La critique de l'histoire politique traditionnelle

Toutefois, ce sont moins ces travaux pionniers que l'immense et souvent médiocre production de chroniques, livres académiques ou ouvrages à visée idéologique qui explique que, depuis le début du xxe siècle, cette prédominance de l'histoire politique traditionnelle soit l'objet de critiques à la fois d'ordre idéologique et intellectuel. Est-il légitime de faire l'histoire des dirigeants en oubliant celle des peuples ? Quel est l'intérêt scientifique de décrire les faits et les actes de quelques grands personnages dès lors qu'on s'intéresse à l'histoire des sociétés ? Aussi l'histoire politique est-elle très vivement mise en cause par des courants novateurs qui prônent une autre vision de l'histoire, sans que, pour autant, son statut privilégié dans le monde universitaire soit véritablement discrédité.

Sans doute les critiques adressées à l'histoire politique, dans leurs excès, sont-elles en partie caricaturales et généralisent-elles des faiblesses qui ne concernent pas l'ensemble des travaux de ce domaine. En fait, elles ont pour objectif de légitimer des écoles historiques qui entendent fonder leur audience sur le rejet d'une histoire universitaire accusée de sclérose. L'assaut est double.
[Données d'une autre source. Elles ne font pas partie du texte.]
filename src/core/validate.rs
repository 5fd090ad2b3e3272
//! Word validation pipeline
//!
//! Five rules, run in a fixed order with short-circuit on the first failure:
//! originality, possibility, realness, minimum length, non-identity. The
//! order is part of the game's observable behavior (a duplicate that is also
//! misspelled reports "already used", not "not recognized"), so it must not
//! be rearranged for cheapness.

use super::letters::LetterPool;
use crate::lexicon::Lexicon;
use std::fmt;

/// Minimum accepted word length, in characters
pub const MIN_WORD_LEN: usize = 3;

/// Why a submission was rejected
#[derive(Debug, Clone, Copy, PartialEq, Eq)]
pub enum RejectKind {
    DuplicateWord,
    NotPossible,
    NotReal,
    TooShort,
    SameAsRoot,
}

impl fmt::Display for RejectKind {
    fn fmt(&self, f: &mut fmt::Formatter<'_>) -> fmt::Result {
        match self {
            Self::DuplicateWord => write!(f, "word used already"),
            Self::NotPossible => write!(f, "word not possible"),
            Self::NotReal => write!(f, "word not recognized"),
            Self::TooShort => write!(f, "word too short"),
            Self::SameAsRoot => write!(f, "same as root word"),
        }
    }
}

/// A rejection diagnostic: machine-readable kind plus display text
#[derive(Debug, Clone, PartialEq, Eq)]
pub struct Rejection {
    pub kind: RejectKind,
    pub title: &'static str,
    pub message: String,
}

impl fmt::Display for Rejection {
    fn fmt(&self, f: &mut fmt::Formatter<'_>) -> fmt::Result {
        write!(f, "{}: {}", self.title, self.message)
    }
}

impl std::error::Error for Rejection {}

/// Outcome of running the pipeline on one submission
#[derive(Debug, Clone, PartialEq, Eq)]
pub enum Verdict {
    /// The normalized word passed every rule
    Accepted(String),
    /// A rule failed; the first failure wins
    Rejected(Rejection),
    /// Input was empty after normalization; deliberately a silent no-op
    Ignored,
}

/// Lowercase and trim a raw submission
#[must_use]
pub fn normalize(raw: &str) -> String {
    raw.trim().to_lowercase()
}

/// Run the validation pipeline on a raw submission
///
/// `used` is the accepted-word history (most recent first); `root` must
/// already be normalized. Returns [`Verdict::Ignored`] for input that is
/// empty after normalization.
pub fn validate<L: Lexicon + ?Sized>(
    raw: &str,
    root: &str,
    used: &[String],
    lexicon: &L,
    language: &str,
) -> Verdict {
    let word = normalize(raw);

    if word.is_empty() {
        return Verdict::Ignored;
    }

    if used.iter().any(|u| u == &word) {
        return Verdict::Rejected(Rejection {
            kind: RejectKind::DuplicateWord,
            title: "Word used already",
            message: "Be more original".to_string(),
        });
    }

    if !LetterPool::from_word(root).can_spell(&word) {
        return Verdict::Rejected(Rejection {
            kind: RejectKind::NotPossible,
            title: "Word not possible",
            message: format!("You can't spell that word from '{root}'!"),
        });
    }

    if !lexicon.is_recognized(&word, language) {
        return Verdict::Rejected(Rejection {
            kind: RejectKind::NotReal,
            title: "Word not recognized",
            message: "You can't just make them up, you know!".to_string(),
        });
    }

    if word.chars().count() < MIN_WORD_LEN {
        return Verdict::Rejected(Rejection {
            kind: RejectKind::TooShort,
            title: "Word too short",
            message: format!("At least {MIN_WORD_LEN} letters, please!"),
        });
    }

    if word == root {
        return Verdict::Rejected(Rejection {
            kind: RejectKind::SameAsRoot,
            title: "Same word",
            message: "You can't use the root word itself".to_string(),
        });
    }

    Verdict::Accepted(word)
}
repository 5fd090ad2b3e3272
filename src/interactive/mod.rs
//! Interactive TUI interface

pub mod app;
pub mod rendering;

pub use app::{App, run_tui};
//! Command implementations

pub mod check;
pub mod simple;

pub use check::{CheckResult, check_word};
pub use simple::run_simple;
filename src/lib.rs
//! Word Scramble
//!
//! A single-player word-building game: draw a root word, then spell as many
//! dictionary words as you can from its letters before the clock runs out.
//!
//! # Quick Start
//!
//! ```rust
//! use word_scramble::lexicon::EmbeddedLexicon;
//! use word_scramble::session::{GameSession, SubmitOutcome};
//!
//! let lexicon = EmbeddedLexicon::new();
//! let roots = vec!["silkworm".to_string()];
//! let mut session = GameSession::new(&lexicon, &roots, "en");
//!
//! match session.submit_word("silk") {
//!     SubmitOutcome::Accepted { delta, .. } => assert_eq!(delta, 14),
//!     other => panic!("unexpected: {other:?}"),
//! }
//! ```

// Core domain logic: validation pipeline and scoring
pub mod core;

// Game session state machine
pub mod session;

// Dictionary-membership boundary
pub mod lexicon;

// Embedded and file-backed word lists
pub mod wordlists;

// Command implementations
pub mod commands;

// Terminal output formatting
pub mod output;

// Interactive TUI interface
pub mod interactive;
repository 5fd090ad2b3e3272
//! One-shot word check command
//!
//! Runs the validation pipeline once for a word against a given root, with
//! no session or timer. Useful for scripting and for settling arguments.

use crate::core::{Verdict, normalize, score_delta, validate};
use crate::lexicon::Lexicon;

/// Result of checking a single word against a root
pub struct CheckResult {
    pub root: String,
    pub word: String,
    pub verdict: Verdict,
    /// Points the word would have scored, if accepted
    pub delta: Option<u32>,
}

/// Check one word against a root word
///
/// The history is empty, so the originality rule never fires here; every
/// other rule behaves exactly as in a live session.
///
/// # Errors
///
/// Returns an error if the root itself is empty after normalization.
pub fn check_word<L: Lexicon>(
    root: &str,
    word: &str,
    lexicon: &L,
    language: &str,
) -> Result<CheckResult, String> {
    let root = normalize(root);
    if root.is_empty() {
        return Err("Root word must not be empty".to_string());
    }

    let verdict = validate(word, &root, &[], lexicon, language);
    let delta = match &verdict {
        Verdict::Accepted(accepted) => Some(score_delta(accepted)),
        _ => None,
    };

    Ok(CheckResult {
        root,
        word: normalize(word),
        verdict,
        delta,
    })
}

#[cfg(test)]
mod tests {
    use super::*;
    use crate::core::RejectKind;
    use crate::lexicon::EmbeddedLexicon;

    #[test]
    fn check_accepted_word_reports_delta() {
        let lexicon = EmbeddedLexicon::new();
        let result = check_word("silkworm", "silk", &lexicon, "en").unwrap();

        assert_eq!(result.root, "silkworm");
        assert_eq!(result.word, "silk");
        assert_eq!(result.verdict, Verdict::Accepted("silk".to_string()));
        assert_eq!(result.delta, Some(14));
    }

    #[test]
    fn check_rejected_word_has_no_delta() {
        let lexicon = EmbeddedLexicon::new();
        let result = check_word("silkworm", "silky", &lexicon, "en").unwrap();

        assert!(matches!(
            result.verdict,
            Verdict::Rejected(ref r) if r.kind == RejectKind::NotPossible
        ));
        assert_eq!(result.delta, None);
    }

    #[test]
    fn check_normalizes_root() {
        let lexicon = EmbeddedLexicon::new();
        let result = check_word("  SILKWORM ", "Worm", &lexicon, "en").unwrap();
        assert_eq!(result.root, "silkworm");
        assert_eq!(result.verdict, Verdict::Accepted("worm".to_string()));
    }

    #[test]
    fn check_empty_root_is_error() {
        let lexicon = EmbeddedLexicon::new();
        assert!(check_word("   ", "silk", &lexicon, "en").is_err());
    }
}
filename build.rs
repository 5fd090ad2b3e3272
//! Build script to generate embedded word lists
//!
//! Reads word list files and generates Rust source code with const arrays.

use std::env;
use std::fs;
use std::io::Write;
use std::path::Path;

fn main() {
    let out_dir = env::var("OUT_DIR").unwrap();

    // Generate candidate root words
    generate_word_list(
        "data/start.txt",
        &Path::new(&out_dir).join("start.rs"),
        "START_WORDS",
        "Candidate root words drawn at game start",
    );

    // Generate the bundled lexicon
    generate_word_list(
        "data/dictionary.txt",
        &Path::new(&out_dir).join("dictionary.rs"),
        "DICTIONARY",
        "Bundled English lexicon backing the realness check",
    );

    // Rebuild if word lists change
    println!("cargo:rerun-if-changed=data/start.txt");
    println!("cargo:rerun-if-changed=data/dictionary.txt");
}

fn generate_word_list(input_path: &str, output_path: &Path, const_name: &str, doc_comment: &str) {
    let content = fs::read_to_string(input_path)
        .unwrap_or_else(|e| panic!("Failed to read {input_path}: {e}"));

    let words: Vec<&str> = content.lines().filter(|l| !l.trim().is_empty()).collect();
    let count = words.len();

    let mut output = fs::File::create(output_path)
        .unwrap_or_else(|e| panic!("Failed to create {}: {e}", output_path.display()));

    writeln!(output, "// Generated word list").unwrap();
    writeln!(output, "//").unwrap();
    writeln!(output, "// {doc_comment}").unwrap();
    writeln!(output).unwrap();
    writeln!(output, "/// {doc_comment}").unwrap();
    writeln!(output, "pub const {const_name}: &[&str] = &[").unwrap();

    for word in words {
        writeln!(output, "    \"{}\",", word.trim()).unwrap();
    }

    writeln!(output, "];").unwrap();
    writeln!(output).unwrap();
    writeln!(output, "/// Number of words in {const_name}").unwrap();
    writeln!(output, "pub const {const_name}_COUNT: usize = {count};").unwrap();
}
Il provient, tout d'abord, de l'historiographie marxiste, dominante dans les années qui suivent la Seconde Guerre mondiale. Autour d'historiens comme Camille-Ernest Labrousse, elle conteste l'histoire politique au motif qu'elle ne serait que la description de phénomènes superficiels relevant des superstructures, alors que la véritable explication, la racine des phénomènes observés, se situerait dans l'infrastructure, au niveau des données matérielles, économiques et sociales. Dès lors, l'essentiel des travaux historiques doit s'attacher à l'étude de celles-ci, reléguant l'histoire politique en dernière analyse et la traitant comme une simple conséquence de l'économique et du social. Cette démarche est si profondément ancrée que de nombreuses thèses d'histoire soutenues au début des années 1960 relèvent de ce schéma, quand bien même leurs auteurs ne se réclament pas du marxisme.

Le second assaut provient de l'École des Annales, fondée à la fin des années 1920 par Marc Bloch et Lucien Febvre, et qui connaît, à partir des années 1950, un essor et un prestige considérables. Pour cette école – dont une partie des membres sont d'ailleurs très proches du courant précédent – qui entend envisager sur la longue durée l'évolution des structures profondes des sociétés, qui s'intéresse aux mentalités et aux phénomènes de masse, le politique représente tout ce qu'elle combat, c'est-à-dire le contingent, l'accidentel, le singulier, l'événementiel. L'histoire politique se trouve donc accusée par les fondateurs des Annales, et par leur successeur Fernand Braudel, du péché de superficialité et de non-scientificité par rapport à une démarche qui privilégie un alignement de l'histoire sur les sciences sociales, la sociologie, l'ethnologie, l'anthropologie... En outre, la critique vise spécifiquement l'histoire contemporaine, marginalisée au profit des périodes qui bénéficient d'une plus grande épaisseur chronologique, le Moyen Âge, les Temps modernes et, à la rigueur, le xixe siècle. L'histoire politique connaît alors une éclipse, les chercheurs se détournant d'un domaine peu porteur pour se consacrer à l'histoire économique, sociale, des mentalités, à l'histoire des aspects quotidiens et matériels de la vie des sociétés.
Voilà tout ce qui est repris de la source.